Идет вода, она несет урожай. По этой дороге можно будет провезти его.
Люди, никогда не сражавшиеся раньше, не умевшие владеть оружием, люди, которым нужна только работа и хлеб, продолжают сражаться.
Потом, когда все окончено, получается фильм. Видишь его на экране, слышишь шумы и музыку. И свой собственный голос, которого раньше никогда не слыхал, звучит перед тобой и говорит слова, набросанные наспех, на клочках бумаги в темноте проекционной или в жарком номере гостиницы. Но то, что движется перед тобой на экране, совсем не то, что приходит на память.

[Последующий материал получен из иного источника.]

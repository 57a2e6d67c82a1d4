//! Result sinks: pluggable destinations for coverage snapshots.
//!
//! A sink stores the latest snapshot per run so external tooling can poll
//! coverage without holding a [`RunHandle`](crate::run::RunHandle). Storage
//! technology stays outside the crate; [`MemorySink`] is the reference
//! implementation.

use crate::coverage::CoverageSnapshot;
use crate::error::CubrirResult;
use crate::exec::ExecutionResult;
use chrono::{DateTime, Utc};
use std::collections::HashMap;
use std::fmt;
use std::io::Write;
use std::path::PathBuf;
use std::sync::{Arc, Mutex};
use uuid::Uuid;

/// Destination for per-run coverage snapshots.
pub trait ResultSink: Send + Sync + fmt::Debug {
    /// Record a snapshot for a run, replacing any earlier one.
    fn append(
        &self,
        run_id: Uuid,
        snapshot: &CoverageSnapshot,
        timestamp: DateTime<Utc>,
    ) -> CubrirResult<()>;

    /// Latest snapshot recorded for a run, if any.
    fn query(&self, run_id: Uuid) -> CubrirResult<Option<CoverageSnapshot>>;
}

/// In-memory sink, mainly for tests and embedding.
#[derive(Debug, Clone, Default)]
pub struct MemorySink {
    inner: Arc<Mutex<HashMap<Uuid, (DateTime<Utc>, CoverageSnapshot)>>>,
}

impl MemorySink {
    /// Create an empty sink.
    #[must_use]
    pub fn new() -> Self {
        Self::default()
    }

    /// Number of runs with a recorded snapshot.
    #[must_use]
    pub fn len(&self) -> usize {
        self.inner
            .lock()
            .unwrap_or_else(std::sync::PoisonError::into_inner)
            .len()
    }

    /// Whether the sink holds no snapshots.
    #[must_use]
    pub fn is_empty(&self) -> bool {
        self.len() == 0
    }
}

impl ResultSink for MemorySink {
    fn append(
        &self,
        run_id: Uuid,
        snapshot: &CoverageSnapshot,
        timestamp: DateTime<Utc>,
    ) -> CubrirResult<()> {
        let _ = self
            .inner
            .lock()
            .unwrap_or_else(std::sync::PoisonError::into_inner)
            .insert(run_id, (timestamp, snapshot.clone()));
        Ok(())
    }

    fn query(&self, run_id: Uuid) -> CubrirResult<Option<CoverageSnapshot>> {
        Ok(self
            .inner
            .lock()
            .unwrap_or_else(std::sync::PoisonError::into_inner)
            .get(&run_id)
            .map(|(_, snapshot)| snapshot.clone()))
    }
}

/// Streams execution results to a file as JSON Lines, one result per line.
///
/// This is the raw-result counterpart to the snapshot-oriented
/// [`ResultSink`]; the CLI uses it for `--results`.
#[derive(Debug)]
pub struct JsonlSink {
    path: PathBuf,
    file: Mutex<std::fs::File>,
}

impl JsonlSink {
    /// Create or truncate the file at `path`.
    pub fn create(path: impl Into<PathBuf>) -> CubrirResult<Self> {
        let path = path.into();
        let file = std::fs::File::create(&path)?;
        Ok(Self {
            path,
            file: Mutex::new(file),
        })
    }

    /// Path the sink writes to.
    #[must_use]
    pub fn path(&self) -> &std::path::Path {
        &self.path
    }

    /// Append one result as a JSON line.
    pub fn append(&self, result: &ExecutionResult) -> CubrirResult<()> {
        let line = serde_json::to_string(result)?;
        let mut file = self
            .file
            .lock()
            .unwrap_or_else(std::sync::PoisonError::into_inner);
        writeln!(file, "{line}")?;
        Ok(())
    }

    /// Read every recorded result back, in append order.
    pub fn results(&self) -> CubrirResult<Vec<ExecutionResult>> {
        let text = std::fs::read_to_string(&self.path)?;
        let mut results = Vec::new();
        for line in text.lines().filter(|l| !l.trim().is_empty()) {
            results.push(serde_json::from_str(line)?);
        }
        Ok(results)
    }
}
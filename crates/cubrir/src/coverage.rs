//! Coverage aggregation: a pure fold from execution results to a snapshot.
//!
//! `aggregate` has no I/O and no hidden state. Feeding it the same results
//! and model twice produces byte-identical snapshots, which is what makes
//! mid-run snapshots and final reports comparable.

use crate::exec::ExecutionResult;
use crate::spec::SpecModel;
use serde::{Deserialize, Serialize};
use std::collections::BTreeSet;
use std::fmt;
use std::str::FromStr;

/// What counts as covering an endpoint.
#[derive(Debug, Clone, Copy, Default, PartialEq, Eq, Serialize, Deserialize)]
#[serde(rename_all = "kebab-case")]
pub enum CoverageMode {
    /// An endpoint is covered once any of its cases yields a result,
    /// transport failures included.
    #[default]
    Endpoint,
    /// Fraction of declared response patterns actually observed.
    StatusClass,
}

impl CoverageMode {
    /// Stable tag used in config and reports.
    #[must_use]
    pub fn as_str(self) -> &'static str {
        match self {
            Self::Endpoint => "endpoint",
            Self::StatusClass => "status-class",
        }
    }
}

impl fmt::Display for CoverageMode {
    fn fmt(&self, f: &mut fmt::Formatter<'_>) -> fmt::Result {
        f.write_str(self.as_str())
    }
}

impl FromStr for CoverageMode {
    type Err = String;

    fn from_str(s: &str) -> Result<Self, Self::Err> {
        match s {
            "endpoint" => Ok(Self::Endpoint),
            "status-class" => Ok(Self::StatusClass),
            other => Err(format!("unknown coverage mode: {other}")),
        }
    }
}

/// Per-endpoint slice of a snapshot.
#[derive(Debug, Clone, PartialEq, Serialize, Deserialize)]
pub struct EndpointCoverage {
    /// Endpoint label, e.g. `GET /items`.
    pub label: String,
    /// Cases executed against this endpoint.
    pub cases: usize,
    /// Cases that received an HTTP response.
    pub responded: usize,
    /// Cases whose observed outcome matched their expectation.
    pub matched: usize,
    /// Distinct observed status classes, sorted.
    pub observed_classes: BTreeSet<String>,
    /// Declared response patterns for the endpoint.
    pub declared_responses: usize,
    /// Declared patterns matched by at least one observed status.
    pub matched_responses: usize,
}

impl EndpointCoverage {
    /// Whether any case ran against the endpoint. A transport failure still
    /// exercises the endpoint; reliability tracks response health separately.
    #[must_use]
    pub fn is_covered(&self) -> bool {
        self.cases > 0
    }
}

/// Point-in-time coverage over a (possibly partial) result set.
#[derive(Debug, Clone, PartialEq, Serialize, Deserialize)]
pub struct CoverageSnapshot {
    /// Mode the ratios were computed under.
    pub mode: CoverageMode,
    /// Endpoints in the spec.
    pub total_endpoints: usize,
    /// Endpoints with at least one result.
    pub covered_endpoints: usize,
    /// Coverage ratio in `[0, 1]`.
    pub coverage: f64,
    /// Fraction of cases that received any HTTP response.
    pub reliability: f64,
    /// Fraction of cases whose outcome matched their expectation.
    pub match_rate: f64,
    /// Fraction of cases that ended in transport failure.
    pub error_rate: f64,
    /// Mean latency across all results, in milliseconds.
    pub mean_latency_ms: f64,
    /// Total results folded in.
    pub total_cases: usize,
    /// Results with an HTTP response.
    pub responded_cases: usize,
    /// Results matching their expectation.
    pub matched_cases: usize,
    /// Per-endpoint breakdown, in spec declaration order.
    pub endpoints: Vec<EndpointCoverage>,
}

/// Ratio with the empty-denominator convention: nothing demanded, nothing
/// missed.
fn ratio(numerator: usize, denominator: usize) -> f64 {
    if denominator == 0 {
        1.0
    } else {
        #[allow(clippy::cast_precision_loss)]
        {
            numerator as f64 / denominator as f64
        }
    }
}

/// Fold execution results into a coverage snapshot.
#[must_use]
pub fn aggregate(results: &[ExecutionResult], model: &SpecModel, mode: CoverageMode) -> CoverageSnapshot {
    let mut endpoints: Vec<EndpointCoverage> = model
        .endpoints()
        .iter()
        .map(|ep| EndpointCoverage {
            label: ep.label(),
            cases: 0,
            responded: 0,
            matched: 0,
            observed_classes: BTreeSet::new(),
            declared_responses: ep.responses.len(),
            matched_responses: 0,
        })
        .collect();

    for result in results {
        let ix = result.case.endpoint.index();
        let Some(slot) = endpoints.get_mut(ix) else {
            continue;
        };
        slot.cases += 1;
        if let Some(class) = result.status_class() {
            slot.responded += 1;
            let _ = slot.observed_classes.insert(class);
        }
        if result.matched_expectation() {
            slot.matched += 1;
        }
    }

    // Second pass for declared-response matching, one endpoint at a time.
    for (slot, ep) in endpoints.iter_mut().zip(model.endpoints()) {
        slot.matched_responses = ep
            .responses
            .iter()
            .filter(|decl| {
                results.iter().any(|r| {
                    r.case.endpoint == ep.id && r.status.is_some_and(|s| decl.matches(s))
                })
            })
            .count();
    }

    let total_cases = results.len();
    let responded_cases = results.iter().filter(|r| !r.transport_failed()).count();
    let matched_cases = results
        .iter()
        .filter(|r| r.matched_expectation())
        .count();
    let mean_latency_ms = if results.is_empty() {
        0.0
    } else {
        #[allow(clippy::cast_precision_loss)]
        {
            results.iter().map(|r| r.latency_ms as f64).sum::<f64>() / results.len() as f64
        }
    };
    let error_rate = if total_cases == 0 {
        0.0
    } else {
        ratio(total_cases - responded_cases, total_cases)
    };

    let (covered, coverage) = match mode {
        CoverageMode::Endpoint => {
            let covered = endpoints.iter().filter(|e| e.is_covered()).count();
            (covered, ratio(covered, endpoints.len()))
        }
        CoverageMode::StatusClass => {
            let declared: usize = endpoints.iter().map(|e| e.declared_responses).sum();
            let matched: usize = endpoints.iter().map(|e| e.matched_responses).sum();
            let covered = endpoints.iter().filter(|e| e.is_covered()).count();
            (covered, ratio(matched, declared))
        }
    };

    CoverageSnapshot {
        mode,
        total_endpoints: endpoints.len(),
        covered_endpoints: covered,
        coverage,
        reliability: ratio(responded_cases, total_cases),
        match_rate: ratio(matched_cases, total_cases),
        error_rate,
        mean_latency_ms,
        total_cases,
        responded_cases,
        matched_cases,
        endpoints,
    }
}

Прежде всего вспоминаешь, какой был холод; как рано приходилось вставать по утрам; как ты уставал до такой степени, что в любую минуту готов был свалиться и уснуть; как трудно было добывать бензин и как мы все постоянно бывали голодны. Кроме того, была непролазная грязь, а наш шофер был страшный трус. Ничего этого в картине не видно, кроме, пожалуй, холода, когда дыхание людей в морозном воздухе заметно и на экране.
Но отчетливее всего из этой холодной части фильма я помню, как я всегда таскал сырые луковицы в карманах куртки и ел их, к великому отвращению Нориса Ивенса и Джона Ферно, когда голод становился невыносимым. А оба они ни за что не взяли бы в рот сырой испанский лук, как бы им ни хотелось есть. Очевидно, потому, что оба они — голландцы. Но зато они всегда пили виски из большой плоской серебряной фляжки, неизменно пустевшей к четырем часам дня.
Величайшим техническим открытием, сделанным нами в то время, была бутыль, которую мы стали возить с собой, чтобы подливать из нее виски в нашу флягу, а величайшим не техническим нашим открытием был Вальтер Хейльбрун.
После нашего знакомства с Хейльбруном, врачом Двенадцатой интернациональной бригады, у нас всегда был бензин — его бензин. Нам надо было только подъехать к бригадному госпиталю, — и нас кормили и давали нам бензин. У Вальтера всегда все было замечательно организовано. Он доставал нам транспорт. Он брал нас с собой в атаки, и большой кусок фильма в моей памяти — это лукавая улыбка, фуражка набекрень и медленный, забавный берлинско-еврейский говор Хейльбруна. Когда я засыпал в машине, возвращаясь откуда-нибудь ночью и Мадрид, Хейльбрун приказывал своему шоферу, Луису сделать небольшой крюк к госпиталю в Морелахе. Просыпаясь, я видел ворота старого замка, и в три часа ночи мы ели горячий ужин на кухне. А потом, когда мы все засыпали мертвым сном, Хейльбрун шел делать свою работу, ту работу, которую он выполнял так умело, так тщательно, осторожно и умно — всегда с мечтательно-небрежным видом, как будто бы он ничего не делает.